Search each line below for "server", then return the lines where it appears.

- Opening Delimiter -

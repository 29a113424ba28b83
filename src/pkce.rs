//! PKCE S256 challenge generation and verification
//!
//! This module implements the Proof Key for Code Exchange (PKCE) extension
//! to OAuth 2.0 as defined in RFC 7636, using the `S256` challenge method.
//!
//! # How PKCE works
//!
//! 1. The client generates a high-entropy random string called the `code_verifier`.
//! 2. The client computes a SHA-256 hash of the verifier and base64url-encodes
//!    it to produce the `code_challenge`.
//! 3. The authorization request includes `code_challenge` and
//!    `code_challenge_method=S256`.
//! 4. The token exchange request includes the original `code_verifier`.
//! 5. The authorization server recomputes the challenge and compares it to
//!    the value sent in step 3, proving possession of the verifier.
//!
//! # References
//!
//! - RFC 7636 <https://www.rfc-editor.org/rfc/rfc7636>

use serde::{Deserialize, Serialize};

use crate::codec;
use crate::discovery::ServiceDiscovery;
use crate::error::{OAuthError, Result};

/// The only challenge method this crate produces.
pub const S256: &str = "S256";

/// Minimum `code_verifier` length (RFC 7636 section 4.1).
pub const MIN_VERIFIER_LENGTH: usize = 43;

/// Maximum `code_verifier` length (RFC 7636 section 4.1).
pub const MAX_VERIFIER_LENGTH: usize = 128;

// ---------------------------------------------------------------------------
// PkceChallenge
// ---------------------------------------------------------------------------

/// A PKCE S256 challenge pair consisting of a verifier and its derived
/// challenge value.
///
/// The verifier stays on the client; the challenge and method travel on the
/// authorization URL.
///
/// # Examples
///
/// ```
/// use oauthkit::pkce::PkceChallenge;
///
/// let pkce = PkceChallenge::generate();
/// assert_eq!(pkce.method, "S256");
/// assert_eq!(pkce.verifier.len(), 43);
/// ```
#[derive(Debug, Clone, PartialEq, Eq, Serialize, Deserialize)]
pub struct PkceChallenge {
    /// The code verifier, 43 to 128 characters from the RFC 7636 unreserved
    /// set.
    pub verifier: String,

    /// base64url (no padding) of the SHA-256 digest of [`Self::verifier`].
    pub challenge: String,

    /// The challenge method.  Always `"S256"`.
    pub method: String,
}

impl PkceChallenge {
    /// Generates a fresh challenge from 32 random bytes.
    pub fn generate() -> Self {
        let verifier = codec::random_url_safe_string();
        let challenge = challenge_for(&verifier);
        Self {
            verifier,
            challenge,
            method: S256.to_string(),
        }
    }

    /// Builds a challenge from a caller-supplied verifier.
    ///
    /// # Errors
    ///
    /// Returns [`OAuthError::Configuration`] when the verifier is shorter
    /// than 43 or longer than 128 characters, or contains a character
    /// outside `[A-Za-z0-9-._~]`.
    ///
    /// # Examples
    ///
    /// ```
    /// use oauthkit::pkce::PkceChallenge;
    ///
    /// assert!(PkceChallenge::from_verifier(&"a".repeat(43)).is_ok());
    /// assert!(PkceChallenge::from_verifier(&"a".repeat(42)).is_err());
    /// ```
    pub fn from_verifier(verifier: &str) -> Result<Self> {
        validate_verifier(verifier)?;
        Ok(Self {
            verifier: verifier.to_string(),
            challenge: challenge_for(verifier),
            method: S256.to_string(),
        })
    }
}

// ---------------------------------------------------------------------------
// Public functions
// ---------------------------------------------------------------------------

/// Computes `base64url(sha256(verifier))` (RFC 7636 section 4.2).
pub fn challenge_for(verifier: &str) -> String {
    codec::base64url_encode(codec::sha256(verifier.as_bytes()))
}

/// Checks a verifier against the RFC 7636 length and character rules.
pub fn validate_verifier(verifier: &str) -> Result<()> {
    let len = verifier.len();
    if !(MIN_VERIFIER_LENGTH..=MAX_VERIFIER_LENGTH).contains(&len) {
        return Err(OAuthError::Configuration(format!(
            "code_verifier must be {MIN_VERIFIER_LENGTH}-{MAX_VERIFIER_LENGTH} characters, got {len}"
        )));
    }

    let unreserved = |c: char| c.is_ascii_alphanumeric() || matches!(c, '-' | '.' | '_' | '~');
    if !verifier.chars().all(unreserved) {
        return Err(OAuthError::Configuration(
            "code_verifier contains characters outside the unreserved set".to_string(),
        ));
    }

    Ok(())
}

/// Verifies that the provider advertises the PKCE `S256` method.
///
/// # Errors
///
/// Returns [`OAuthError::Configuration`] when `S256` is absent from
/// `code_challenge_methods_supported` or the field is missing entirely.
pub fn verify_s256_support(discovery: &ServiceDiscovery) -> Result<()> {
    let supported = discovery
        .code_challenge_methods_supported
        .as_deref()
        .unwrap_or(&[]);

    if supported.iter().any(|m| m == S256) {
        Ok(())
    } else {
        Err(OAuthError::Configuration(
            "PKCE S256 not supported by authorization server".to_string(),
        ))
    }
}

// ---------------------------------------------------------------------------
// Tests
// ---------------------------------------------------------------------------

#[cfg(test)]
mod tests {
    use super::*;
    use serde_json::json;

    #[test]
    fn test_generate_produces_correct_verifier_length() {
        let pkce = PkceChallenge::generate();
        assert_eq!(
            pkce.verifier.len(),
            43,
            "32 random bytes in base64url without padding produces 43 chars"
        );
    }

    #[test]
    fn test_challenge_is_s256_of_verifier() {
        let pkce = PkceChallenge::generate();
        assert_eq!(pkce.challenge, challenge_for(&pkce.verifier));
        assert_eq!(pkce.method, "S256");
    }

    #[test]
    fn test_generate_produces_unique_verifiers() {
        let a = PkceChallenge::generate();
        let b = PkceChallenge::generate();
        assert_ne!(a.verifier, b.verifier);
        assert_ne!(a.challenge, b.challenge);
    }

    #[test]
    fn test_verifier_length_boundaries() {
        assert!(PkceChallenge::from_verifier(&"a".repeat(42)).is_err());
        assert!(PkceChallenge::from_verifier(&"a".repeat(43)).is_ok());
        assert!(PkceChallenge::from_verifier(&"a".repeat(128)).is_ok());
        assert!(PkceChallenge::from_verifier(&"a".repeat(129)).is_err());
    }

    #[test]
    fn test_verifier_rejects_reserved_characters() {
        let verifier = format!("{}+", "a".repeat(50));
        let err = PkceChallenge::from_verifier(&verifier).unwrap_err();
        assert!(matches!(err, OAuthError::Configuration(_)));
    }

    #[test]
    fn test_verifier_accepts_full_unreserved_set() {
        let verifier = format!("{}-._~", "Az09".repeat(10));
        assert!(PkceChallenge::from_verifier(&verifier).is_ok());
    }

    /// RFC 7636 Appendix B test vector.
    #[test]
    fn test_s256_known_answer_rfc7636_appendix_b() {
        let pkce =
            PkceChallenge::from_verifier("dBjftJeZ4CVP-mB92K27uhbUJU1p1r_wW1gFWFOEjXk").unwrap();
        assert_eq!(
            pkce.challenge, "E9Melhoa2OwvFrEMTJguCHaoeK1t8URWbuGJSstw-cM",
            "S256 challenge must match RFC 7636 Appendix B test vector"
        );
    }

    fn discovery_with(methods: serde_json::Value) -> ServiceDiscovery {
        let mut doc = json!({
            "issuer": "https://auth.example.com",
            "authorization_endpoint": "https://auth.example.com/authorize",
            "token_endpoint": "https://auth.example.com/token"
        });
        if !methods.is_null() {
            doc["code_challenge_methods_supported"] = methods;
        }
        ServiceDiscovery::from_json(doc.as_object().unwrap().clone()).unwrap()
    }

    #[test]
    fn test_verify_s256_support_accepts_when_present() {
        assert!(verify_s256_support(&discovery_with(json!(["plain", "S256"]))).is_ok());
    }

    #[test]
    fn test_verify_s256_support_rejects_when_absent_or_missing() {
        assert!(verify_s256_support(&discovery_with(json!(["plain"]))).is_err());
        assert!(verify_s256_support(&discovery_with(serde_json::Value::Null)).is_err());
    }

    #[test]
    fn test_verify_s256_support_is_case_sensitive() {
        assert!(verify_s256_support(&discovery_with(json!(["s256"]))).is_err());
    }
}
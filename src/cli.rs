//! Command-line interface definition for oauthkit
//!
//! This module defines the CLI structure using clap's derive API.

use clap::{Parser, Subcommand};
use url::Url;

/// oauthkit - OAuth 2.0 / OpenID Connect client for the terminal
///
/// Discover providers, log in through the system browser, and hand out
/// fresh access tokens to scripts.
#[derive(Parser, Debug, Clone)]
#[command(name = "oauthkit")]
#[command(version, about, long_about = None)]
pub struct Cli {
    /// Path to configuration file
    #[arg(short, long, env = "OAUTHKIT_CONFIG", default_value = crate::config::DEFAULT_CONFIG_PATH)]
    pub config: String,

    /// Enable verbose logging
    #[arg(short, long)]
    pub verbose: bool,

    /// Emit logs as JSON lines
    #[arg(long)]
    pub json_logs: bool,

    /// Override the provider issuer
    #[arg(long)]
    pub issuer: Option<Url>,

    /// Override the client identifier
    #[arg(long)]
    pub client_id: Option<String>,

    /// Keyring account the auth state is stored under
    #[arg(short, long)]
    pub account: Option<String>,

    /// Command to execute
    #[command(subcommand)]
    pub command: Commands,
}

/// Available commands
#[derive(Subcommand, Debug, Clone)]
pub enum Commands {
    /// Fetch and print the provider's discovery document
    Discover {
        /// Print the raw document instead of a summary
        #[arg(long)]
        json: bool,
    },

    /// Log in through the browser and store the resulting grant
    Login {
        /// Print the authorization URL without opening a browser
        #[arg(long)]
        no_browser: bool,

        /// Scopes to request instead of the configured ones
        #[arg(short, long = "scope")]
        scopes: Vec<String>,
    },

    /// Print a valid access token, refreshing it when needed
    Token {
        /// Refresh even if the current token is still valid
        #[arg(long)]
        force_refresh: bool,

        /// Print the ID token instead of the access token
        #[arg(long)]
        id_token: bool,
    },

    /// Forget the stored grant
    Logout {
        /// Also end the session at the provider through the browser
        #[arg(long)]
        end_session: bool,

        /// Print the logout URL without opening a browser
        #[arg(long)]
        no_browser: bool,
    },

    /// Register a new client with the provider
    Register {
        /// Redirect URIs to register; defaults to the loopback redirect
        #[arg(long = "redirect-uri")]
        redirect_uris: Vec<Url>,

        /// Bearer token for protected registration endpoints
        #[arg(long, env = "OAUTHKIT_INITIAL_ACCESS_TOKEN")]
        initial_access_token: Option<String>,

        /// Store the registration so `login` can use the issued client id
        #[arg(long)]
        save: bool,
    },
}

impl Cli {
    /// Parse command line arguments
    pub fn parse_args() -> Self {
        Self::parse()
    }
}
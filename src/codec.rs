//! Codec primitives shared by the protocol types
//!
//! base64url without padding, URL-safe random strings, SHA-256, and
//! `application/x-www-form-urlencoded` encoding and parsing.

use std::collections::BTreeMap;

use base64::Engine as _;
use sha2::{Digest, Sha256};

use crate::error::{OAuthError, Result};

/// A JSON object, used for raw parameter mappings and persisted state.
pub type JsonMap = serde_json::Map<String, serde_json::Value>;

/// Number of random bytes behind `state`, `nonce`, and `code_verifier`
/// values.  32 bytes encode to 43 base64url characters.
pub const RANDOM_BYTES: usize = 32;

/// Encodes bytes as base64url without padding.
pub fn base64url_encode(bytes: impl AsRef<[u8]>) -> String {
    base64::engine::general_purpose::URL_SAFE_NO_PAD.encode(bytes)
}

/// Decodes base64url, accepting input with or without trailing padding.
pub fn base64url_decode(input: &str) -> Result<Vec<u8>> {
    base64::engine::general_purpose::URL_SAFE_NO_PAD
        .decode(input.trim_end_matches('='))
        .map_err(|e| OAuthError::JsonDeserialization(format!("invalid base64url: {e}")))
}

/// Returns `len` cryptographically random bytes.
pub fn random_bytes(len: usize) -> Vec<u8> {
    use rand::RngCore as _;

    let mut bytes = vec![0u8; len];
    rand::rng().fill_bytes(&mut bytes);
    bytes
}

/// Generates a URL-safe random string from [`RANDOM_BYTES`] random bytes.
///
/// # Examples
///
/// ```
/// use oauthkit::codec::random_url_safe_string;
///
/// let value = random_url_safe_string();
/// assert_eq!(value.len(), 43);
/// assert!(!value.contains('='));
/// ```
pub fn random_url_safe_string() -> String {
    base64url_encode(random_bytes(RANDOM_BYTES))
}

/// SHA-256 digest of `input`.
pub fn sha256(input: impl AsRef<[u8]>) -> Vec<u8> {
    Sha256::digest(input.as_ref()).to_vec()
}

/// Encodes key/value pairs as an `application/x-www-form-urlencoded` body.
pub fn form_encode<'a, I>(pairs: I) -> String
where
    I: IntoIterator<Item = (&'a str, &'a str)>,
{
    url::form_urlencoded::Serializer::new(String::new())
        .extend_pairs(pairs)
        .finish()
}

/// Parses a query or fragment string into a sorted map.
///
/// Values are percent-decoded and `+` is read as a space.  Duplicate keys are
/// overwritten by the last occurrence; empty keys are dropped.
pub fn parse_query(query: &str) -> BTreeMap<String, String> {
    url::form_urlencoded::parse(query.as_bytes())
        .filter(|(key, _)| !key.is_empty())
        .map(|(key, value)| (key.into_owned(), value.into_owned()))
        .collect()
}

/// Reads the parameters of a redirect URI.
///
/// Parameters are taken from the query; when the query carries none, the
/// fragment is used instead (implicit and hybrid responses).
pub fn redirect_parameters(url: &url::Url) -> BTreeMap<String, String> {
    let query = parse_query(url.query().unwrap_or_default());
    if !query.is_empty() {
        return query;
    }
    parse_query(url.fragment().unwrap_or_default())
}

/// Decodes a JSON object from bytes.
pub fn decode_json_object(bytes: &[u8]) -> Result<JsonMap> {
    match serde_json::from_slice::<serde_json::Value>(bytes) {
        Ok(serde_json::Value::Object(map)) => Ok(map),
        Ok(other) => Err(OAuthError::JsonDeserialization(format!(
            "expected a JSON object, found {}",
            json_type_name(&other)
        ))),
        Err(e) => Err(OAuthError::JsonDeserialization(e.to_string())),
    }
}

fn json_type_name(value: &serde_json::Value) -> &'static str {
    match value {
        serde_json::Value::Null => "null",
        serde_json::Value::Bool(_) => "a boolean",
        serde_json::Value::Number(_) => "a number",
        serde_json::Value::String(_) => "a string",
        serde_json::Value::Array(_) => "an array",
        serde_json::Value::Object(_) => "an object",
    }
}

#[cfg(test)]
mod tests {
    use super::*;

    #[test]
    fn test_base64url_round_trip_without_padding() {
        let encoded = base64url_encode(b"any carnal pleas");
        assert!(!encoded.contains('='));
        assert_eq!(base64url_decode(&encoded).unwrap(), b"any carnal pleas");
    }

    #[test]
    fn test_base64url_decode_tolerates_padding() {
        assert_eq!(base64url_decode("YQ==").unwrap(), b"a");
    }

    #[test]
    fn test_base64url_decode_rejects_standard_alphabet() {
        assert!(base64url_decode("a+b/").is_err());
    }

    #[test]
    fn test_random_strings_are_unique_and_url_safe() {
        let a = random_url_safe_string();
        let b = random_url_safe_string();
        assert_ne!(a, b);
        assert!(a
            .chars()
            .all(|c| c.is_ascii_alphanumeric() || c == '-' || c == '_'));
    }

    #[test]
    fn test_form_encode_escapes_reserved_characters() {
        let body = form_encode([("scope", "openid profile"), ("redirect_uri", "a:b/c")]);
        assert_eq!(body, "scope=openid+profile&redirect_uri=a%3Ab%2Fc");
    }

    #[test]
    fn test_parse_query_decodes_values() {
        let map = parse_query("code=abc%20123&state=xyz&scope=openid+profile&=dropped");
        assert_eq!(map.get("code").map(String::as_str), Some("abc 123"));
        assert_eq!(map.get("scope").map(String::as_str), Some("openid profile"));
        assert_eq!(map.len(), 3);
    }

    #[test]
    fn test_redirect_parameters_falls_back_to_fragment() {
        let url = url::Url::parse("app://cb#state=s1&code=c1").unwrap();
        let params = redirect_parameters(&url);
        assert_eq!(params.get("state").map(String::as_str), Some("s1"));
    }

    #[test]
    fn test_decode_json_object_rejects_arrays() {
        let err = decode_json_object(b"[1,2]").unwrap_err();
        assert!(matches!(err, OAuthError::JsonDeserialization(_)));
        assert!(err.to_string().contains("an array"));
    }

    #[test]
    fn test_sha256_known_answer() {
        assert_eq!(
            base64url_encode(sha256("abc")),
            "ungWv48Bz-pBQUDeXa4iI7ADYaOWF3qctBD_YfIAFa0"
        );
    }
}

- Closing Delimiter -

__Task answer__.
//! 5. The authorization server recomputes the challenge and compares it to
            "PKCE S256 not supported by authorization server".to_string(),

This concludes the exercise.